Everything from the line containing "return Ok(Some(recovered));" down to the last line of the entries below must be transcribed exactly, and nothing else.

*** Opening Study material ***

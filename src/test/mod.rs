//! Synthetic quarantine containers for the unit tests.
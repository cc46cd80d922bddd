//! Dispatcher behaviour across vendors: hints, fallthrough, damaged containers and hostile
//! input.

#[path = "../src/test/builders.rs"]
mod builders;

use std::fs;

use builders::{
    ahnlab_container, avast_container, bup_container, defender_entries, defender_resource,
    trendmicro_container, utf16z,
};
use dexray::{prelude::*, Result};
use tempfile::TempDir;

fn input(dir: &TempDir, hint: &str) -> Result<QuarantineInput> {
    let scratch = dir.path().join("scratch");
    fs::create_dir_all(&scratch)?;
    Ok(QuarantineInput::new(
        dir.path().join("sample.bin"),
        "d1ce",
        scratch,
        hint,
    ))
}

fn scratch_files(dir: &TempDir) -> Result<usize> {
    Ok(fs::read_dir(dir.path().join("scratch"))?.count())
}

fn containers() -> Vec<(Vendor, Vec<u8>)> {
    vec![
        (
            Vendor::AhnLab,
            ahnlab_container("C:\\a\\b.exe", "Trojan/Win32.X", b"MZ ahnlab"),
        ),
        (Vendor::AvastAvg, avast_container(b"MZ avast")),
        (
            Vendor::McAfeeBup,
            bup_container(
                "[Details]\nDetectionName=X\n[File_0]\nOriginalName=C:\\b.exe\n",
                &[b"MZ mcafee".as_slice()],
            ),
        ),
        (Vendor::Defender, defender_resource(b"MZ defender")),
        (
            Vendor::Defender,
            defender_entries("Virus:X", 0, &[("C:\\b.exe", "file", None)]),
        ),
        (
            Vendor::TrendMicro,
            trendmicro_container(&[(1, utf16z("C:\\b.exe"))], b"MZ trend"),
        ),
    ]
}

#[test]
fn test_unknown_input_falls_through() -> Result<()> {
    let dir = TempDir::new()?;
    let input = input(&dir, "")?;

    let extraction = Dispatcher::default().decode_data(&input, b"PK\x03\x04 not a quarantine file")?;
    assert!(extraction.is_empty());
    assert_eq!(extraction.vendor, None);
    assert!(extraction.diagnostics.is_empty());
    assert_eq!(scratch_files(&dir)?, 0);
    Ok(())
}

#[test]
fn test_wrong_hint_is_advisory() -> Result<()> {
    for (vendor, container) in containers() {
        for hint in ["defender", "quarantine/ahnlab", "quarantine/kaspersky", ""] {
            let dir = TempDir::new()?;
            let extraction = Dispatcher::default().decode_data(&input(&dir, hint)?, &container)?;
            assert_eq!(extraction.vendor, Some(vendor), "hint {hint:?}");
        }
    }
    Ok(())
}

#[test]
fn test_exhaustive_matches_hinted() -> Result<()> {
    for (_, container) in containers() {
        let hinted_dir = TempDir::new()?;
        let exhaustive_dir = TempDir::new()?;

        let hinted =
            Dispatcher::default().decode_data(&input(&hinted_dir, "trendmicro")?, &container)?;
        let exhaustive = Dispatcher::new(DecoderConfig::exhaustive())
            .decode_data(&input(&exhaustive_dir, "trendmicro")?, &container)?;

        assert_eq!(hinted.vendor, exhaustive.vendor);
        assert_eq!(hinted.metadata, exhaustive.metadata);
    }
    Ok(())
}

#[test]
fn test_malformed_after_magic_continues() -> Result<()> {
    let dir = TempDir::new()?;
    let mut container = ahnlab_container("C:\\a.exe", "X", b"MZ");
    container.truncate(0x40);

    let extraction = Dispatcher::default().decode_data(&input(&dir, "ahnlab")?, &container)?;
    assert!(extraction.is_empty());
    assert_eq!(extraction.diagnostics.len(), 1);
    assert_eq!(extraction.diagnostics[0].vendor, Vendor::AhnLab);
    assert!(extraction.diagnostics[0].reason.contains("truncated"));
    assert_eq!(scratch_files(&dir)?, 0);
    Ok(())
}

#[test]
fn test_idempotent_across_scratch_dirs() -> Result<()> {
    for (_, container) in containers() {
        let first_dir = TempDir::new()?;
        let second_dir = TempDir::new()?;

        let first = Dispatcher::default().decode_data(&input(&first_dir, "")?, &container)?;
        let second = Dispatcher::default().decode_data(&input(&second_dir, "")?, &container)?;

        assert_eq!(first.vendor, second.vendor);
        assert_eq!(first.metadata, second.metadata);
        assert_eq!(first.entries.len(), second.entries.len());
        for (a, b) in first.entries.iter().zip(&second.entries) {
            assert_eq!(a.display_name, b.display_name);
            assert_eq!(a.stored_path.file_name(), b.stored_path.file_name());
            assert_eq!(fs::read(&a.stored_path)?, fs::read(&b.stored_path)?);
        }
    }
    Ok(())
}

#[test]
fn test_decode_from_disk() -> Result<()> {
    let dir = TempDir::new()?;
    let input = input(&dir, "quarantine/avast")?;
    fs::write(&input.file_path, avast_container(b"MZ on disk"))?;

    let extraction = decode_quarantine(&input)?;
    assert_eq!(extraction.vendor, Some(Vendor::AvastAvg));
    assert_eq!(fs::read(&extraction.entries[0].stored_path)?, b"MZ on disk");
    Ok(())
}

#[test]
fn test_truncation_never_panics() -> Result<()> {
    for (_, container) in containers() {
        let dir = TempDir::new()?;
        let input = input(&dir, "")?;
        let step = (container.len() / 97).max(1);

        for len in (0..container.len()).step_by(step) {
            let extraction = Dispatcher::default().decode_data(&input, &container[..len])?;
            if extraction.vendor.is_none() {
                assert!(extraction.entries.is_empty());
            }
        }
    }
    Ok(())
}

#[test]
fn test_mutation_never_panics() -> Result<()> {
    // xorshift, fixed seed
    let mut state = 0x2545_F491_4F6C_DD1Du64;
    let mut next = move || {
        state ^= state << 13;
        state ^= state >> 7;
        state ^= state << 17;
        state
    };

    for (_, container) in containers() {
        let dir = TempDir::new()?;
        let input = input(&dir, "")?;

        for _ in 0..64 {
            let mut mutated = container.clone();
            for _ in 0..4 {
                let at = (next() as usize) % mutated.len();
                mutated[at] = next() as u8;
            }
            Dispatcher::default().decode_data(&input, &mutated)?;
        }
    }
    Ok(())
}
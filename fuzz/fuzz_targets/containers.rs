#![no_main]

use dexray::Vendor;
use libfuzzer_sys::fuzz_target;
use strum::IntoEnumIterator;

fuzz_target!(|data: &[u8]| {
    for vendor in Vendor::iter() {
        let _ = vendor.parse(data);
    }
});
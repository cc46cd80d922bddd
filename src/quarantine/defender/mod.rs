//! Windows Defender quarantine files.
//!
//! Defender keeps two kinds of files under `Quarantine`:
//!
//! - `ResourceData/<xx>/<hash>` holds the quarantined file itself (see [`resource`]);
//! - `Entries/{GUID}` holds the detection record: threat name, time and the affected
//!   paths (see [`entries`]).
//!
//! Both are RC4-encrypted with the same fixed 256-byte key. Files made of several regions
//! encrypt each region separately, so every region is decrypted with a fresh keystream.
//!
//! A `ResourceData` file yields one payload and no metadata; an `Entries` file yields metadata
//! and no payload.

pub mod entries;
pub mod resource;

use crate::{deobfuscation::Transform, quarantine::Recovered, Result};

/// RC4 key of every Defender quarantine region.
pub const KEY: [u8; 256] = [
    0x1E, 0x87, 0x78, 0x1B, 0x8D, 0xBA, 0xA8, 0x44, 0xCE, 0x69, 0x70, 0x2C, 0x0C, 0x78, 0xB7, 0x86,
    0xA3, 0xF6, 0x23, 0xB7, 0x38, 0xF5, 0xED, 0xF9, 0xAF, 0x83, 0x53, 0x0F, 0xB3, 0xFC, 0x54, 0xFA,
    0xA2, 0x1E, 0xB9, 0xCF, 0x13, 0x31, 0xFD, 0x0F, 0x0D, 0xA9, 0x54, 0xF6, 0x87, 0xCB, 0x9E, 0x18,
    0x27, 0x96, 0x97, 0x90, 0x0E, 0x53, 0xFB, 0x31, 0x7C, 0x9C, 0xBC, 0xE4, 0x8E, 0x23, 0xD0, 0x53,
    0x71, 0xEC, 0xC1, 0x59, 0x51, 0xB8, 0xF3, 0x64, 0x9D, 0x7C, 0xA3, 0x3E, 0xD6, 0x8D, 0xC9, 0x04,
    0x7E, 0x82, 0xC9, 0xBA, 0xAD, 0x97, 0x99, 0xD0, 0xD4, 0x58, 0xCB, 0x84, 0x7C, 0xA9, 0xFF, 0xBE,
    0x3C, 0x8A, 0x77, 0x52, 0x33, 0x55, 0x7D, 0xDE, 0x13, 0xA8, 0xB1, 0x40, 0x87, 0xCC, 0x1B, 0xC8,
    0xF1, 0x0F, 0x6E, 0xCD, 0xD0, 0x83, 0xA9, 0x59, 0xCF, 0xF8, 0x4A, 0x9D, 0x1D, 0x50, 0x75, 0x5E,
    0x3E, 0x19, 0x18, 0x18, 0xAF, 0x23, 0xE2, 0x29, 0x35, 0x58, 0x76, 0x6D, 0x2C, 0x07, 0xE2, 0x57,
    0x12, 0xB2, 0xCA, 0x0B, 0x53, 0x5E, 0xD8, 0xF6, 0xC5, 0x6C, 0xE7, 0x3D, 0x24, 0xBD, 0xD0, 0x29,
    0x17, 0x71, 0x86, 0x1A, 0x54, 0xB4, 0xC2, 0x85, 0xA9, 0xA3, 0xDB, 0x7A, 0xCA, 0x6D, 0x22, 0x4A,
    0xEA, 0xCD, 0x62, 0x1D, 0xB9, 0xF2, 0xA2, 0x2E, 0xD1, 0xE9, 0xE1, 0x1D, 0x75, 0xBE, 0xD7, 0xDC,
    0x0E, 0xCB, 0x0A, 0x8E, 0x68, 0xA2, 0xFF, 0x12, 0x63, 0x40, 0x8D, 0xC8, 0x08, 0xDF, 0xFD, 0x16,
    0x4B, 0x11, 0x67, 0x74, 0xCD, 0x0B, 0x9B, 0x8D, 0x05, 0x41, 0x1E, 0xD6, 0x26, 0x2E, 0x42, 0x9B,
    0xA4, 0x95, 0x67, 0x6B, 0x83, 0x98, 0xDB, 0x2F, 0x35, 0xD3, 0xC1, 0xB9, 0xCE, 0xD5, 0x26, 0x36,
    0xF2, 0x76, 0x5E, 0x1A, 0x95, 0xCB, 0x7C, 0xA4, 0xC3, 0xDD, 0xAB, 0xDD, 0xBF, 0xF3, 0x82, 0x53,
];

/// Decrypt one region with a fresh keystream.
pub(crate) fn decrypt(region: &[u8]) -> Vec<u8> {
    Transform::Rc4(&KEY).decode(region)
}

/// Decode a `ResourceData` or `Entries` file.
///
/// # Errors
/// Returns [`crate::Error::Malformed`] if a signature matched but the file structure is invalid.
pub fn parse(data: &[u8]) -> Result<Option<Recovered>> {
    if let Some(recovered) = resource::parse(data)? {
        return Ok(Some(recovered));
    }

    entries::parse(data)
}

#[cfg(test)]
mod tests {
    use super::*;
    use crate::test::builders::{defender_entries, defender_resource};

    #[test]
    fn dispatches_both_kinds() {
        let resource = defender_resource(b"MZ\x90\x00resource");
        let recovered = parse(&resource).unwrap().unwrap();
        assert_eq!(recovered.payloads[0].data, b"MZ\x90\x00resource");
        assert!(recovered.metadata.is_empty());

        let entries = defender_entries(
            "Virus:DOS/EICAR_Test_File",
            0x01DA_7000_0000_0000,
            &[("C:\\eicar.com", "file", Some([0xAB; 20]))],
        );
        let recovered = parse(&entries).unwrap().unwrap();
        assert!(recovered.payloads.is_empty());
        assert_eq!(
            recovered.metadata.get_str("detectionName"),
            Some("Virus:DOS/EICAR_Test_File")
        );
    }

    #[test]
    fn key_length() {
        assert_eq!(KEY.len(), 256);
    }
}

*** Closing Study material ***

- Written response -
        return Ok(Some(recovered));
    }

    entries::parse(data)
}

#[cfg(test)]
mod tests {
    use super::*;
    use crate::test::builders::{defender_entries, defender_resource};

    #[test]
    fn dispatches_both_kinds() {
        let resource = defender_resource(b"MZ\x90\x00resource");
        let recovered = parse(&resource).unwrap().unwrap();
        assert_eq!(recovered.payloads[0].data, b"MZ\x90\x00resource");
        assert!(recovered.metadata.is_empty());

        let entries = defender_entries(
            "Virus:DOS/EICAR_Test_File",
            0x01DA_7000_0000_0000,
            &[("C:\\eicar.com", "file", Some([0xAB; 20]))],
        );
        let recovered = parse(&entries).unwrap().unwrap();
        assert!(recovered.payloads.is_empty());
        assert_eq!(
            recovered.metadata.get_str("detectionName"),
            Some("Virus:DOS/EICAR_Test_File")
        );
    }

    #[test]
    fn key_length() {
        assert_eq!(KEY.len(), 256);
    }
}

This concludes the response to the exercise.